"""
Tabular model for classification and regression.

Uses HistGradientBoosting with sklearn ColumnTransformer for mixed
numeric/categorical features. Designed for NHANES and similar datasets.
"""

from typing import Union, Optional, List
import numpy as np
import pandas as pd

from sklearn.compose import ColumnTransformer
from sklearn.pipeline import Pipeline
from sklearn.preprocessing import StandardScaler, OneHotEncoder
from sklearn.impute import SimpleImputer
from sklearn.ensemble import HistGradientBoostingClassifier, HistGradientBoostingRegressor

from models.base import BaseModel


class TabularModel(BaseModel):
    """
    HistGradientBoosting model for tabular data with mixed feature types.

    Handles numeric and categorical features separately with appropriate
    preprocessing (imputation, scaling, encoding).

    Example:
        >>> model = TabularModel(
        ...     task='classification',
        ...     num_features=['age', 'bmi', 'sbp'],
        ...     cat_features=['gender', 'race']
        ... )
        >>> model.fit(df_train, y_train, sample_weight=weights)
        >>> predictions = model.predict(df_test)
    """

    def __init__(
        self,
        task: str = 'classification',
        num_features: Optional[List[str]] = None,
        cat_features: Optional[List[str]] = None,
        # HistGradientBoosting params
        max_iter: int = 100,
        max_depth: Optional[int] = None,
        learning_rate: float = 0.1,
        min_samples_leaf: int = 20,
        l2_regularization: float = 0.0,
        random_state: int = 0,
        **kwargs
    ):
        """
        Initialize tabular model.

        Args:
            task: 'classification' or 'regression'
            num_features: List of numeric feature column names
            cat_features: List of categorical feature column names
            max_iter: Maximum number of boosting iterations
            max_depth: Maximum depth of trees (None = unlimited)
            learning_rate: Learning rate for boosting
            min_samples_leaf: Minimum samples per leaf
            l2_regularization: L2 regularization strength
            random_state: Random seed for reproducibility
        """
        super().__init__(task=task)

        self.num_features = num_features or []
        self.cat_features = cat_features or []
        self.max_iter = max_iter
        self.max_depth = max_depth
        self.learning_rate = learning_rate
        self.min_samples_leaf = min_samples_leaf
        self.l2_regularization = l2_regularization
        self.random_state = random_state

        # Will be initialized in fit()
        self.preprocessor_ = None
        self.model_ = None

    def _build_preprocessor(self) -> ColumnTransformer:
        """Build ColumnTransformer for mixed feature types."""
        transformers = []

        # Numeric pipeline: impute missing -> standardize
        if self.num_features:
            numeric_pipeline = Pipeline([
                ('imputer', SimpleImputer(strategy='median')),
                ('scaler', StandardScaler())
            ])
            transformers.append(('num', numeric_pipeline, self.num_features))

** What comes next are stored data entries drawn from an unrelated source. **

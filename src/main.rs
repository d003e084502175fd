use std::path::PathBuf;

use anyhow::Context;
use clap::{Parser, Subcommand};

use chanvision::api::{ApiState, router};
use chanvision::core::cleaning::MessageCleaner;
use chanvision::core::db::{DetectionDb, MessageRepository};
use chanvision::core::export::{DEFAULT_CSV_NAME, write_detections_csv};
use chanvision::{Config, DetectionPipeline, YoloDetector, logging};

#[derive(Parser)]
#[command(name = "chanvision")]
#[command(about = "Detect objects in scraped channel images and manage the results")]
struct Cli {
    #[command(subcommand)]
    command: Command,
}

#[derive(Subcommand)]
enum Command {
    /// Run object detection over a directory of images
    Detect {
        /// Directory of input images (defaults to DOWNLOAD_DIR)
        #[arg(value_name = "IMAGES")]
        images: Option<PathBuf>,

        /// Directory for annotated images and the CSV export
        #[arg(long, value_name = "DIR")]
        output: Option<PathBuf>,

        /// Path to the .rten detection model
        #[arg(long, value_name = "FILE")]
        model: Option<PathBuf>,

        /// Class names, one per line (defaults to COCO)
        #[arg(long, value_name = "FILE")]
        labels: Option<PathBuf>,

        /// File name of the CSV export inside the output directory
        #[arg(long, default_value = DEFAULT_CSV_NAME)]
        csv: String,

        /// Skip writing detections to the database
        #[arg(long)]
        no_db: bool,
    },
    /// Serve the detection records over HTTP
    Serve {
        /// Listen address (defaults to SERVER_ADDR)
        #[arg(long)]
        addr: Option<String>,
    },
    /// Clean a CSV export of scraped messages
    Clean {
        #[arg(value_name = "INPUT")]
        input: PathBuf,

        #[arg(value_name = "OUTPUT")]
        output: PathBuf,

        /// Also replace this database table with the cleaned rows
        #[arg(long)]
        table: Option<String>,
    },
}

#[tokio::main]
async fn main() -> anyhow::Result<()> {
    dotenvy::dotenv().ok();
    let args = Cli::parse();
    let config = Config::from_env();
    let log = logging::init(&config.log)?;

    let result = match args.command {
        Command::Detect {
            images,
            output,
            model,
            labels,
            csv,
            no_db,
        } => {
            let images = images.unwrap_or_else(|| config.scraper.download_dir.clone());
            let output = output.unwrap_or_else(|| config.output_dir.clone());
            let model = model.unwrap_or_else(|| config.model.path.clone());
            let labels = labels.or_else(|| config.model.labels.clone());
            detect(&config, images, output, model, labels, &csv, no_db).await
        }
        Command::Serve { addr } => {
            let addr = addr.unwrap_or_else(|| config.server_addr.clone());
            serve(&config, &addr).await
        }
        Command::Clean {
            input,
            output,
            table,
        } => clean(&config, input, output, table).await,
    };

    if let Err(e) = &result {
        tracing::error!("command failed: {e:#}");
    }
    log.shutdown()?;
    result
}

async fn detect(
    config: &Config,
    images: PathBuf,
    output: PathBuf,
    model: PathBuf,
    labels: Option<PathBuf>,
    csv_name: &str,
    no_db: bool,
) -> anyhow::Result<()> {
    // Connect before the run so a bad database fails fast.
    let db = if no_db {
        None
    } else {
        Some(DetectionDb::open(&config.database.connect_url()).await?)
    };

    let detector = YoloDetector::load(&model, labels.as_deref())?;
    let pipeline = DetectionPipeline::new(detector, output.clone())
        .with_transient_root(config.transient_dir.clone());

    let batch = tokio::task::spawn_blocking(move || pipeline.run(&images))
        .await
        .context("Detection run panicked")??;

    for skipped in &batch.skipped {
        println!(
            "skipped {} at {}: {}",
            skipped.image_name, skipped.stage, skipped.reason
        );
    }

    let csv_path = write_detections_csv(&batch.detections, &output, csv_name)?;
    println!("Saved {} detections to {}", batch.len(), csv_path.display());

    if let Some(db) = db {
        let inserted = db
            .insert_batch(&batch)
            .await
            .context("Failed to store detection batch; it can be retried as a whole")?;
        println!("Inserted {inserted} detections into the database");
        db.close().await;
    }
    Ok(())
}

async fn serve(config: &Config, addr: &str) -> anyhow::Result<()> {
    let db = DetectionDb::open(&config.database.connect_url()).await?;
    let app = router(ApiState { db: db.clone() });

    let listener = tokio::net::TcpListener::bind(addr)
        .await
        .with_context(|| format!("Failed to bind {addr}"))?;
    tracing::info!(addr, "record service listening");

    axum::serve(listener, app)
        .with_graceful_shutdown(async {
            let _ = tokio::signal::ctrl_c().await;
        })
        .await?;

    db.close().await;
    Ok(())
}

async fn clean(
    config: &Config,
    input: PathBuf,
    output: PathBuf,
    table: Option<String>,
) -> anyhow::Result<()> {
    let mut cleaner = MessageCleaner::from_csv(&input)
        .with_context(|| format!("Failed to load messages from {:?}", input))?;

    let duplicates = cleaner.count_duplicates();
    let missing = cleaner.total_missing();
    println!("{} rows, {duplicates} duplicates, {missing} missing values", cleaner.rows().len());

    cleaner.remove_duplicates();
    cleaner.remove_missing_values();
    cleaner.standardize_dates()?;
    cleaner.remove_whitespaces();
    cleaner.write_csv(&output)?;
    println!("Wrote {} cleaned rows to {}", cleaner.rows().len(), output.display());

    if let Some(table) = table {
        let db = DetectionDb::connect(&config.database.connect_url()).await?;
        let rows = db.replace_messages(&table, cleaner.rows()).await?;
        println!("Saved {rows} rows to table '{table}'");
        db.close().await;
    }
    Ok(())
}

        # Categorical pipeline: impute missing -> one-hot encode
        if self.cat_features:
            categorical_pipeline = Pipeline([
                ('imputer', SimpleImputer(strategy='most_frequent')),
                ('encoder', OneHotEncoder(handle_unknown='ignore', sparse_output=False))
            ])
            transformers.append(('cat', categorical_pipeline, self.cat_features))

        return ColumnTransformer(
            transformers=transformers,
            remainder='drop'  # Drop columns not in num_features or cat_features
        )

    def _build_model(self):
        """Build HistGradientBoosting model based on task."""
        if self.task == 'classification':
            return HistGradientBoostingClassifier(
                max_iter=self.max_iter,
                max_depth=self.max_depth,
                learning_rate=self.learning_rate,
                min_samples_leaf=self.min_samples_leaf,
                l2_regularization=self.l2_regularization,
                random_state=self.random_state,
            )
        else:  # regression
            return HistGradientBoostingRegressor(
                max_iter=self.max_iter,
                max_depth=self.max_depth,
                learning_rate=self.learning_rate,
                min_samples_leaf=self.min_samples_leaf,
                l2_regularization=self.l2_regularization,
                random_state=self.random_state,
            )

    def _prepare_input(self, X: Union[pd.DataFrame, np.ndarray]) -> pd.DataFrame:
        """Convert input to DataFrame with expected columns."""
        if isinstance(X, np.ndarray):
            # Assume columns are in order: num_features + cat_features
            all_features = self.num_features + self.cat_features
            if X.shape[1] != len(all_features):
                raise ValueError(
                    f"Expected {len(all_features)} columns, got {X.shape[1]}. "
                    f"When passing numpy array, columns must match num_features + cat_features."
                )
            X = pd.DataFrame(X, columns=all_features)
        return X

    def fit(
        self,
        X: Union[pd.DataFrame, np.ndarray],
        y: np.ndarray,
        sample_weight: Optional[np.ndarray] = None,
    ) -> 'TabularModel':
        """
        Fit tabular model.

        Args:
            X: Feature data (DataFrame with column names, or array matching
               num_features + cat_features order)
            y: Target labels (classification) or values (regression)
            sample_weight: Optional per-example weights

        Returns:
            self (fitted model)
        """
        X = self._prepare_input(X)
        y = np.asarray(y)

        # Build and fit preprocessor
        self.preprocessor_ = self._build_preprocessor()
        X_transformed = self.preprocessor_.fit_transform(X)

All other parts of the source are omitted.